The Taser’s edge

October 8, 2007

The safety of Tasers has been a hot topic of discussion as the stun guns have been gradually adopted by various police departments in Indiana. This should add to the debate:

Researchers tracked police Taser use on 962 people in six jurisdictions around the country from July 2005 to June of this year. The study was funded by the U.S. Justice Department.

Three of these people sustained moderate or severe nonfatal injuries requiring hospital admission, the study found.

Two of them had head injuries suffered when they fell to the ground after being stunned.
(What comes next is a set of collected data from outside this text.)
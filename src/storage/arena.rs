use crate::error::Error;

use super::links::{Links, Node};
use super::Storage;

/// Doubly-linked list threaded through `N` fixed slots.
///
/// Slots never used yet are handed out from `watermark`, released ones
/// are recycled first. Every operation except insertion-by-walking is O(1)
/// and nothing is allocated after construction, which is `const` so an
/// arena can sit in a `static`.
pub struct Arena<T, const N: usize> {
    nodes: [Node<T>; N],
    links: Links,
    watermark: usize,
}

impl<T, const N: usize> Arena<T, N> {
    pub const fn new() -> Self {
        Self {
            nodes: [Node::VACANT; N],
            links: Links::new(),
            watermark: 0,
        }
    }

    pub fn is_full(&self) -> bool {
        self.links.len() == N
    }

    fn alloc(&mut self, value: T) -> Result<usize, Error> {
        let idx = match self.links.reuse(&self.nodes) {
            Some(idx) => idx,
            None if self.watermark < N => {
                self.watermark += 1;
                self.watermark - 1
            }
            None => {
                warn!("arena full ({} slots)", N);
                return Err(Error::CapacityExhausted);
            }
        };
        self.links.occupy(&mut self.nodes, idx, value);
        Ok(idx)
    }
}

impl<T, const N: usize> Default for Arena<T, N> {
    fn default() -> Self {
        Self::new()
    }
}

impl<T, const N: usize> Storage<T> for Arena<T, N> {
    type Cursor = usize;

    fn len(&self) -> usize {
        self.links.len()
    }

    fn capacity(&self) -> Option<usize> {
        Some(N)
    }

    fn push_back(&mut self, value: T) -> Result<(), Error> {
        let idx = self.alloc(value)?;
        self.links.link_back(&mut self.nodes, idx);
        Ok(())
    }

    fn pop_front(&mut self) -> Option<T> {
        self.links.unlink_front(&mut self.nodes)
    }

    fn head(&self) -> Option<usize> {
        self.links.head()
    }

    fn next(&self, at: usize) -> Option<usize> {
        Links::next(&self.nodes, at)
    }

    fn get(&self, at: usize) -> Option<&T> {
        Links::get(&self.nodes, at)
    }

    fn get_mut(&mut self, at: usize) -> Option<&mut T> {
        Links::get_mut(&mut self.nodes, at)
    }

    fn insert_before(&mut self, at: usize, value: T) -> Result<usize, Error> {
        if !Links::occupied(&self.nodes, at) {
            return Err(Error::StaleCursor);
        }
        let idx = self.alloc(value)?;
        self.links.link_before(&mut self.nodes, at, idx);
        Ok(idx)
    }
}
One had a type of muscle breakdown condition also seen in people whose body temperature gets too high, the researchers said.
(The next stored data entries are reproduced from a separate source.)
//! Single-slot subject/observer
//!
//! A [`Subject`] lets a producer (usually an interrupt handler or a driver's
//! poll routine) publish an event of a fixed shape `A` to at most one
//! consumer. Registration replaces whatever was there; notification with an
//! empty slot does nothing. There is no queueing and no locking: `notify`
//! calls the observer synchronously in whatever context the producer runs.
//!
//! Events with several arguments use a tuple, e.g. `Subject<'_, (u8, bool)>`.

/// Receiver of a subject's events.
///
/// Observers are invoked through a shared reference because the producer
/// may be an ISR. A registered observer must be `Sync`, so state it updates
/// goes behind atomics or a [`Shared`](crate::atomic::Shared); a subject
/// can then live in a `static` reachable from an interrupt vector.
pub trait Observer<A> {
    fn notify(&self, args: A);
}

impl<A, F> Observer<A> for F
where
    F: Fn(A),
{
    #[inline]
    fn notify(&self, args: A) {
        self(args)
    }
}

enum Slot<'a, A> {
    Empty,
    Function(fn(A)),
    Callable(&'a (dyn Observer<A> + Sync)),
}

impl<'a, A> Clone for Slot<'a, A> {
    fn clone(&self) -> Self {
        *self
    }
}

impl<'a, A> Copy for Slot<'a, A> {}

/// Zero-or-one observer slot for events of type `A`.
pub struct Subject<'a, A> {
    slot: Slot<'a, A>,
}

impl<'a, A> Subject<'a, A> {
    pub const fn new() -> Self {
        Self { slot: Slot::Empty }
    }

    /// Install a stateful observer, dropping any previous one.
    ///
    /// The subject only borrows the observer; the caller keeps it alive.
    pub fn register(&mut self, observer: &'a (dyn Observer<A> + Sync)) {
        self.slot = Slot::Callable(observer);
    }

    /// Install a plain function as the observer.
    pub fn register_fn(&mut self, observer: fn(A)) {
        self.slot = Slot::Function(observer);
    }

    pub fn unregister(&mut self) {
        self.slot = Slot::Empty;
    }

    pub fn is_registered(&self) -> bool {
        !matches!(self.slot, Slot::Empty)
    }

    /// Deliver `args` to the observer, if any.
    #[inline]
    pub fn notify(&self, args: A) {
        match self.slot {
            Slot::Empty => {}
            Slot::Function(f) => f(args),
            Slot::Callable(observer) => observer.notify(args),
        }
    }
}

impl<'a, A> Default for Subject<'a, A> {
    fn default() -> Self {
        Self::new()
    }
}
Of the rest, 216 people sustained mild injuries like abrasions, contusions and minor cuts requiring outpatient medical treatment, and 743 suffered no injury, the study found.
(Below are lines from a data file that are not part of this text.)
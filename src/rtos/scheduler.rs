//! Cooperative tick scheduler
//!
//! Tasks enter through [`Scheduler::schedule`] with a delay in ticks. A
//! zero delay goes straight to the ready queue; anything else waits in the
//! delay queue. Every [`tick`](Scheduler::tick) takes one tick off the
//! head of the delay queue and then moves every entry that has reached
//! zero to the ready queue (decrement, then promote). The main loop
//! executes ready tasks one at a time with [`run_once`](Scheduler::run_once).
//!
//! Ordering: tasks run in order of absolute fire time, ties in the order
//! they were scheduled, and zero-delay tasks behind everything already
//! ready.
//!
//! This type needs `&mut self` for everything. Sharing it between the
//! timer ISR and the main loop is the job of
//! [`SharedScheduler`](super::SharedScheduler).

use crate::config::{Ticks, READY_CAPACITY, SCHEDULED_CAPACITY};
use crate::error::{fatal, Error};
use crate::storage::{Arena, Storage};
use crate::task::Task;

use super::delay_queue::{DelayQueue, Entry};
use super::fifo::Fifo;

#[cfg(any(feature = "alloc", not(target_arch = "avr")))]
use crate::storage::Heap;

pub struct Scheduler<T, R, S>
where
    R: Storage<T>,
    S: Storage<Entry<T>>,
{
    scheduled: DelayQueue<T, S>,
    ready: Fifo<T, R>,
}

/// Scheduler on fixed arenas: `R` ready slots, `S` delayed slots.
pub type BoundedScheduler<T, const R: usize = READY_CAPACITY, const S: usize = SCHEDULED_CAPACITY> =
    Scheduler<T, Arena<T, R>, Arena<Entry<T>, S>>;

/// Scheduler whose queues grow on the global allocator.
#[cfg(any(feature = "alloc", not(target_arch = "avr")))]
pub type HeapScheduler<T> = Scheduler<T, Heap<T>, Heap<Entry<T>>>;

impl<T, const R: usize, const S: usize> Scheduler<T, Arena<T, R>, Arena<Entry<T>, S>> {
    pub const fn new() -> Self {
        Self::with_storage(Arena::new(), Arena::new())
    }
}

#[cfg(any(feature = "alloc", not(target_arch = "avr")))]
impl<T> Scheduler<T, Heap<T>, Heap<Entry<T>>> {
    pub const fn new() -> Self {
        Self::with_storage(Heap::new(), Heap::new())
    }
}

impl<T, R, S> Scheduler<T, R, S>
where
    R: Storage<T>,
    S: Storage<Entry<T>>,
{
    pub const fn with_storage(ready: R, scheduled: S) -> Self {
        Self {
            scheduled: DelayQueue::with_storage(scheduled),
            ready: Fifo::with_storage(ready),
        }
    }

    /// Queue `task` to become ready after `delay` ticks.
    ///
    /// Running out of storage is fatal; see [`try_schedule`](Self::try_schedule)
    /// for the fallible form.
    pub fn schedule(&mut self, task: T, delay: Ticks) {
        if let Err(error) = self.try_schedule(task, delay) {
            fatal(error);
        }
    }

    pub fn try_schedule(&mut self, task: T, delay: Ticks) -> Result<(), Error> {
        trace!("schedule: delay={}", delay);
        if delay == 0 {
            self.ready.push(task)
        } else {
            self.scheduled.insert(delay, task)
        }
    }

    /// Advance logical time by one tick.
    ///
    /// Decrements the head of the delay queue, then promotes the whole
    /// chain of entries that are now due. Never fails: when the ready queue
    /// has no room, the remaining due entries stay at the head with delay
    /// zero and are promoted by a later tick, in order.
    pub fn tick(&mut self) {
        if self.scheduled.is_empty() {
            return;
        }
        self.scheduled.advance_one_tick();
        while self.scheduled.next_due() == Some(0) {
            if !self.ready.ensure_room() {
                debug!("tick: ready queue full, {} due left", self.scheduled.len());
                break;
            }
            let Some(task) = self.scheduled.pop_due() else {
                break;
            };
            if let Err(error) = self.ready.push(task) {
                fatal(error);
            }
            trace!("tick: promoted, ready={}", self.ready.len());
        }
    }

    /// Detach the next ready task without running it.
    #[inline]
    pub fn take_ready(&mut self) -> Option<T> {
        self.ready.pop()
    }

    /// Run the next ready task. Returns `false` if nothing was ready.
    pub fn run_once(&mut self) -> bool
    where
        T: Task,
    {
        match self.take_ready() {
            Some(task) => {
                task.run();
                true
            }
            None => false,
        }
    }

    /// Tasks scheduled but not yet executed.
    pub fn pending(&self) -> usize {
        self.ready.len() + self.scheduled.len()
    }

    pub fn ready_len(&self) -> usize {
        self.ready.len()
    }

    pub fn scheduled_len(&self) -> usize {
        self.scheduled.len()
    }

    /// Nothing ready and nothing waiting.
    pub fn is_idle(&self) -> bool {
        self.ready.is_empty() && self.scheduled.is_empty()
    }

    /// Ticks until the next delayed task becomes ready.
    pub fn next_due(&self) -> Option<Ticks> {
        self.scheduled.next_due()
    }

    pub fn scheduled(&self) -> &DelayQueue<T, S> {
        &self.scheduled
    }

    pub fn ready(&self) -> &Fifo<T, R> {
        &self.ready
    }
}

impl<T, R, S> Default for Scheduler<T, R, S>
where
    R: Storage<T> + Default,
    S: Storage<Entry<T>> + Default,
{
    fn default() -> Self {
        Self::with_storage(R::default(), S::default())
    }
}

#[cfg(test)]
mod tests {
    use super::*;
    use std::vec::Vec;

    type Sched = BoundedScheduler<char, 4, 4>;

    fn ready<const R: usize, const S: usize>(s: &BoundedScheduler<char, R, S>) -> Vec<char> {
        s.ready().iter().copied().collect()
    }

    #[test]
    fn zero_delay_bypasses_the_delay_queue() {
        let mut s = Sched::new();
        s.schedule('f', 0);
        assert_eq!(s.scheduled_len(), 0);
        assert_eq!(ready(&s), ['f']);
    }

    #[test]
    fn tick_on_empty_queue_is_a_no_op() {
        let mut s = Sched::new();
        for _ in 0..5 {
            s.tick();
        }
        assert!(s.is_idle());
        assert_eq!(s.next_due(), None);
    }

    #[test]
    fn co_due_chain_is_promoted_in_one_tick() {
        let mut s = Sched::new();
        s.schedule('P', 4);
        s.schedule('Q', 4);
        s.schedule('R', 4);
        for _ in 0..3 {
            s.tick();
        }
        assert!(ready(&s).is_empty());
        s.tick();
        assert_eq!(ready(&s), ['P', 'Q', 'R']);
        assert!(s.scheduled().is_empty());
    }

    #[test]
    fn pending_counts_both_queues() {
        let mut s = Sched::new();
        s.schedule('a', 0);
        s.schedule('b', 2);
        assert_eq!(s.pending(), 2);
        assert_eq!(s.take_ready(), Some('a'));
        assert_eq!(s.pending(), 1);
        assert_eq!(s.next_due(), Some(2));
    }

    #[test]
    fn try_schedule_reports_full_arena() {
        let mut s = BoundedScheduler::<char, 1, 1>::new();
        s.try_schedule('a', 0).unwrap();
        s.try_schedule('b', 3).unwrap();
        assert_eq!(s.try_schedule('c', 0), Err(Error::CapacityExhausted));
        assert_eq!(s.try_schedule('d', 1), Err(Error::CapacityExhausted));
        assert_eq!(s.pending(), 2);
    }

    #[test]
    #[should_panic(expected = "capacity exhausted")]
    fn schedule_overflow_is_fatal() {
        let mut s = BoundedScheduler::<char, 1, 1>::new();
        s.schedule('a', 2);
        s.schedule('b', 5);
    }

    #[test]
    fn full_ready_queue_defers_promotion_in_order() {
        let mut s = BoundedScheduler::<char, 2, 8>::new();
        for c in ['a', 'b', 'c', 'd', 'e'] {
            s.schedule(c, 1);
        }
        s.schedule('f', 3);

        s.tick();
        assert_eq!(ready(&s), ['a', 'b']);
        assert_eq!(s.next_due(), Some(0));
        assert_eq!(s.pending(), 6);

        // nothing drained: the due heads keep waiting at zero
        s.tick();
        assert_eq!(ready(&s), ['a', 'b']);
        assert_eq!(s.scheduled_len(), 4);

        let mut order = Vec::new();
        while s.pending() > 0 {
            while let Some(c) = s.take_ready() {
                order.push(c);
            }
            s.tick();
        }
        assert_eq!(order, ['a', 'b', 'c', 'd', 'e', 'f']);
    }

    #[test]
    fn default_capacities_survive_a_burst_of_co_due_tasks() {
        let mut s = BoundedScheduler::<u8, READY_CAPACITY, SCHEDULED_CAPACITY>::new();
        for n in 0..(READY_CAPACITY + 1) as u8 {
            s.schedule(n, 1);
        }
        s.tick();
        assert_eq!(s.ready_len(), READY_CAPACITY);
        assert_eq!(s.next_due(), Some(0));

        s.take_ready();
        s.tick();
        assert_eq!(s.ready_len(), READY_CAPACITY);
        assert!(s.scheduled().is_empty());
    }

    #[cfg(any(feature = "alloc", not(target_arch = "avr")))]
    #[test]
    fn heap_configuration_has_the_same_semantics() {
        let mut s = HeapScheduler::<char>::new();
        for (i, c) in ('a'..='z').enumerate() {
            s.schedule(c, (26 - i) as Ticks);
        }
        s.tick();
        assert_eq!(s.take_ready(), Some('z'));
        assert_eq!(s.scheduled_len(), 25);
    }
}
Two who were shocked with the weapon died, but the researchers said investigations and autopsies determined the deaths to have been unrelated to the Taser.

“The data that we’ve got supports the safety of these devices, in that 99.7 percent of the people on the receiving end in the real world had either no injury or mild injury,” Dr. William Bozeman, an emergency medicine specialist at Wake Forest University School of Medicine in North Carolina who led the study, said in a telephone interview.

This isn’t satisfying critics, of course. Amnesty International perfers its own data, which show that 277 people have died in the U.S. since June 2001 after being shocked by a Taser.

That 99.7 percent figure seems impressive to me, and having one more non-lethal option for police seems hard to disagree with. But how “safe” Tasers are depends on numbers it would be hard to come up with. How many times were Tasers used when guns would have been used had the Tasers not been available? We can’t really know. On the other hand, how many times were Tasers used when no force at all would have been used in the absence of Tasers? We can’t know that, either.

2 Responses to “The Taser’s edge”

  1. Doug Says:

    How about if a club or a fist were used?

    How many police officers weren’t hurt or were hurt less?

    And, how should the calculus value suspect injuries to police officer injuries? One-to-one? Police officers’ injuries of less importance or of more?

  2. Greg McClain Says:

    The problem with everyone that complains about the use of tasers is they are failing to notice the risk NOT having them would place the police officers in and how much more of a deadly result it would become for either the suspect of the officer.